Filter the entries for the string "time". Copy each line that has it.

#### Listed records ####

//! Error types for forecasting operations

use std::path::PathBuf;

use thiserror::Error;

/// Failures while turning raw records into a feature window
#[derive(Error, Debug, Clone, PartialEq, Eq)]
pub enum WindowError {
    #[error("no records to aggregate")]
    NoData,

    #[error("need {required} time bins, found {available}")]
    InsufficientHistory { required: usize, available: usize },
}

/// Failures while applying the fitted scaler
#[derive(Error, Debug, Clone, PartialEq, Eq)]
pub enum ScalerError {
    #[error("expected {expected} feature columns, got {found}")]
    ColumnMismatch { expected: usize, found: usize },
}

/// Failures while running the forecast model
#[derive(Error, Debug, Clone, PartialEq)]
pub enum InferenceError {
    #[error("{what}: expected {expected}, got {found}")]
    ShapeMismatch {
        what: &'static str,
        expected: usize,
        found: usize,
    },

    #[error("model produced a non-finite output")]
    NonFinite,

    #[error("{message}")]
    Failed { message: String },
}

/// Errors from record store backends
#[derive(Error, Debug, Clone, PartialEq, Eq)]
pub enum StoreError {
    #[error("query failed: {message}")]
    Query { message: String },

    #[error("malformed row: {message}")]
    Decode { message: String },
}

impl From<sqlx::Error> for StoreError {
    fn from(err: sqlx::Error) -> Self {
        StoreError::Query { message: err.to_string() }
    }
}

/// Errors raised while loading model or scaler artifacts at startup
#[derive(Error, Debug)]
pub enum ArtifactError {
    #[error("failed to read {path}: {source}")]
    Io {
        path: PathBuf,
        source: std::io::Error,
    },

    #[error("failed to parse {path}: {source}")]
    Parse {
        path: PathBuf,
        source: serde_json::Error,
    },

    #[error("invalid artifact: {message}")]
    Invalid { message: String },
}

impl ArtifactError {
    pub fn invalid(message: impl Into<String>) -> Self {
        Self::Invalid { message: message.into() }
    }
}

/// Every way a single `predict` call can fail.
///
/// The display strings are what API clients see in `{ "error": ... }`.
#[derive(Error, Debug, Clone, PartialEq)]
pub enum PipelineError {
    #[error("No traffic data available for location '{location}'")]
    NoData { location: String },

    #[error("Not enough history to forecast: need {required} time bins, found {available}")]
    InsufficientHistory { required: usize, available: usize },

    #[error("Scaler error: {0}")]
    Scaler(#[from] ScalerError),

    #[error("Inference error: {0}")]
    Inference(#[from] InferenceError),

    #[error("Record store unavailable: {0}")]
    StoreUnavailable(#[from] StoreError),
}

impl PipelineError {
    /// Stable label used for metrics and log fields.
    pub fn kind(&self) -> &'static str {
        match self {
            PipelineError::NoData { .. } => "no_data",
            PipelineError::InsufficientHistory { .. } => "insufficient_history",
            PipelineError::Scaler(_) => "scaler_error",
            PipelineError::Inference(_) => "inference_error",
            PipelineError::StoreUnavailable(_) => "store_unavailable",
        }
    }

    pub(crate) fn from_window(err: WindowError, location: &str) -> Self {
        match err {
            WindowError::NoData => PipelineError::NoData {
                location: location.to_string(),
            },
            WindowError::InsufficientHistory { required, available } => {
                PipelineError::InsufficientHistory { required, available }
            }
        }
    }
}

####

§ **Exercise output**
    #[error("need {required} time bins, found {available}")]
    #[error("Not enough history to forecast: need {required} time bins, found {available}")]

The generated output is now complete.